Tentativa de resposta ao eleitorado ocorre após a Comissão Especial da Câmara rejeitar a proposta por 23 votos contrários e 11 favoráveis
Agência Brasil
Tentativa de resposta ao eleitorado ocorre após a Comissão Especial da Câmara rejeitar a proposta por 23 votos contrários e 11 favoráveis

Em meio a um cenário de crise entre os poderes Excecutivo e Judiciário, o Legislativo busca um 'meio termo' em relação a mudanças no sistema eleitoral. Aliados do governo Bolsonaro passaram a articular, na manhã desta sexta-feira (06), uma 'mudança mínima' nas urnas eletrônicas visando as eleições de 2022 . As informações são da jornalista Camila Mattoso.

Um dos principais líderes que buscam costurar este acordo é o presidente da Câmara dos Deputados, Arthur Lira (PP-AL), que procura acalmar os ânimos entre os poderes e sinalizar que uma mudança mínima no sistema eleitoral seria benéfico.

Um dos caminhos que norteiam Lira é uma ideia que já teve aceitação da maioria dos ministros do Supremo Tribunal Federal (STF): o de aumentar a porcentagem de urnas eletrônicas que passam por testes de integridade antes das eleições.

O problema é que, em decorrência dos sucessivos ataques do presidente Jair Bolsonaro (sem partido) ao sistema de votação e ao presidente do Tribunal Superior Eleitoral (TSE), Luiz Roberto Barroso, a resposta dada aos interlocutores do Planalto é a de que o temperamento de Jair impede que as conversas se iniciem.
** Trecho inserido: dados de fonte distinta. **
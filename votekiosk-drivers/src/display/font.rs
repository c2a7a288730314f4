//! 5x7 ASCII font
//!
//! One entry per character from `' '` (0x20) to DEL (0x7F). Each entry is
//! five column bytes, least significant bit at the top of the page.

/// Columns per glyph
pub const GLYPH_WIDTH: usize = 5;

/// Columns per character cell, glyph plus one blank spacing column
pub const CELL_WIDTH: usize = GLYPH_WIDTH + 1;

const FIRST: u32 = 0x20;
const LAST: u32 = 0x7F;

/// Glyph bitmaps for ASCII 0x20..=0x7F
pub const FONT_5X7: [[u8; GLYPH_WIDTH]; 96] = [
    [0x00, 0x00, 0x00, 0x00, 0x00], // space
    [0x00, 0x00, 0x5F, 0x00, 0x00], // !
    [0x00, 0x07, 0x00, 0x07, 0x00], // "
    [0x14, 0x7F, 0x14, 0x7F, 0x14], // #
    [0x24, 0x2A, 0x7F, 0x2A, 0x12], // $
    [0x23, 0x13, 0x08, 0x64, 0x62], // %
    [0x36, 0x49, 0x55, 0x22, 0x50], // &
    [0x00, 0x05, 0x03, 0x00, 0x00], // '
    [0x00, 0x1C, 0x22, 0x41, 0x00], // (
    [0x00, 0x41, 0x22, 0x1C, 0x00], // )
    [0x14, 0x08, 0x3E, 0x08, 0x14], // *
    [0x08, 0x08, 0x3E, 0x08, 0x08], // +
    [0x00, 0x50, 0x30, 0x00, 0x00], // ,
    [0x08, 0x08, 0x08, 0x08, 0x08], // -
    [0x00, 0x60, 0x60, 0x00, 0x00], // .
    [0x20, 0x10, 0x08, 0x04, 0x02], // /
    [0x3E, 0x51, 0x49, 0x45, 0x3E], // 0
    [0x00, 0x42, 0x7F, 0x40, 0x00], // 1
    [0x42, 0x61, 0x51, 0x49, 0x46], // 2
    [0x21, 0x41, 0x45, 0x4B, 0x31], // 3
    [0x18, 0x14, 0x12, 0x7F, 0x10], // 4
    [0x27, 0x45, 0x45, 0x45, 0x39], // 5
    [0x3C, 0x4A, 0x49, 0x49, 0x30], // 6
    [0x01, 0x71, 0x09, 0x05, 0x03], // 7
    [0x36, 0x49, 0x49, 0x49, 0x36], // 8
    [0x06, 0x49, 0x49, 0x29, 0x1E], // 9
    [0x00, 0x36, 0x36, 0x00, 0x00], // :
    [0x00, 0x56, 0x36, 0x00, 0x00], // ;
    [0x08, 0x14, 0x22, 0x41, 0x00], // <
    [0x14, 0x14, 0x14, 0x14, 0x14], // =
    [0x00, 0x41, 0x22, 0x14, 0x08], // >
    [0x02, 0x01, 0x51, 0x09, 0x06], // ?
    [0x32, 0x49, 0x79, 0x41, 0x3E], // @
    [0x7E, 0x11, 0x11, 0x11, 0x7E], // A
    [0x7F, 0x49, 0x49, 0x49, 0x36], // B
    [0x3E, 0x41, 0x41, 0x41, 0x22], // C
    [0x7F, 0x41, 0x41, 0x22, 0x1C], // D
    [0x7F, 0x49, 0x49, 0x49, 0x41], // E
    [0x7F, 0x09, 0x09, 0x09, 0x01], // F
    [0x3E, 0x41, 0x49, 0x49, 0x7A], // G
    [0x7F, 0x08, 0x08, 0x08, 0x7F], // H
    [0x00, 0x41, 0x7F, 0x41, 0x00], // I
    [0x20, 0x40, 0x41, 0x3F, 0x01], // J
    [0x7F, 0x08, 0x14, 0x22, 0x41], // K
    [0x7F, 0x40, 0x40, 0x40, 0x40], // L
    [0x7F, 0x02, 0x0C, 0x02, 0x7F], // M
    [0x7F, 0x04, 0x08, 0x10, 0x7F], // N
    [0x3E, 0x41, 0x41, 0x41, 0x3E], // O
    [0x7F, 0x09, 0x09, 0x09, 0x06], // P
    [0x3E, 0x41, 0x51, 0x21, 0x5E], // Q
    [0x7F, 0x09, 0x19, 0x29, 0x46], // R
    [0x46, 0x49, 0x49, 0x49, 0x31], // S
    [0x01, 0x01, 0x7F, 0x01, 0x01], // T
    [0x3F, 0x40, 0x40, 0x40, 0x3F], // U
    [0x1F, 0x20, 0x40, 0x20, 0x1F], // V
    [0x3F, 0x40, 0x38, 0x40, 0x3F], // W
    [0x63, 0x14, 0x08, 0x14, 0x63], // X
    [0x07, 0x08, 0x70, 0x08, 0x07], // Y
    [0x61, 0x51, 0x49, 0x45, 0x43], // Z
    [0x00, 0x7F, 0x41, 0x41, 0x00], // [
    [0x02, 0x04, 0x08, 0x10, 0x20], // backslash
    [0x00, 0x41, 0x41, 0x7F, 0x00], // ]
    [0x04, 0x02, 0x01, 0x02, 0x04], // ^
    [0x40, 0x40, 0x40, 0x40, 0x40], // _
    [0x00, 0x01, 0x02, 0x04, 0x00], // `
    [0x20, 0x54, 0x54, 0x54, 0x78], // a
    [0x7F, 0x48, 0x44, 0x44, 0x38], // b
    [0x38, 0x44, 0x44, 0x44, 0x20], // c
    [0x38, 0x44, 0x44, 0x48, 0x7F], // d
    [0x38, 0x54, 0x54, 0x54, 0x18], // e
    [0x08, 0x7E, 0x09, 0x01, 0x02], // f
    [0x0C, 0x52, 0x52, 0x52, 0x3E], // g
    [0x7F, 0x08, 0x04, 0x04, 0x78], // h
    [0x00, 0x44, 0x7D, 0x40, 0x00], // i
    [0x20, 0x40, 0x44, 0x3D, 0x00], // j
    [0x7F, 0x10, 0x28, 0x44, 0x00], // k
    [0x00, 0x41, 0x7F, 0x40, 0x00], // l
    [0x7C, 0x04, 0x18, 0x04, 0x78], // m
    [0x7C, 0x08, 0x04, 0x04, 0x78], // n
    [0x38, 0x44, 0x44, 0x44, 0x38], // o
    [0x7C, 0x14, 0x14, 0x14, 0x08], // p
    [0x08, 0x14, 0x14, 0x18, 0x7C], // q
    [0x7C, 0x08, 0x04, 0x04, 0x08], // r
    [0x48, 0x54, 0x54, 0x54, 0x20], // s
    [0x04, 0x3F, 0x44, 0x40, 0x20], // t
    [0x3C, 0x40, 0x40, 0x20, 0x7C], // u
    [0x1C, 0x20, 0x40, 0x20, 0x1C], // v
    [0x3C, 0x40, 0x30, 0x40, 0x3C], // w
    [0x44, 0x28, 0x10, 0x28, 0x44], // x
    [0x0C, 0x50, 0x50, 0x50, 0x3C], // y
    [0x44, 0x64, 0x54, 0x4C, 0x44], // z
    [0x00, 0x08, 0x36, 0x41, 0x00], // {
    [0x00, 0x00, 0x7F, 0x00, 0x00], // |
    [0x00, 0x41, 0x36, 0x08, 0x00], // }
    [0x08, 0x04, 0x08, 0x10, 0x08], // ~
    [0x7F, 0x41, 0x41, 0x41, 0x7F], // DEL
];

/// Bitmap for `ch`, or for `'?'` if the font has no glyph for it
pub fn glyph(ch: char) -> &'static [u8; GLYPH_WIDTH] {
    let code = ch as u32;
    let index = if (FIRST..=LAST).contains(&code) {
        code - FIRST
    } else {
        '?' as u32 - FIRST
    };
    &FONT_5X7[index as usize]
}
Há a expectativa no 'núcleo-duro' do governo de que Arthur Lira (PP-AL) e Ciro Nogueira (PP-PI) encabecem esta missão e sejam os principais articuladores, dialogando com o STF e procurando viabilizar uma alteração mínima no sistema eleitoral como forma de dar uma resposta aos eleitores 'bolsonaristas'.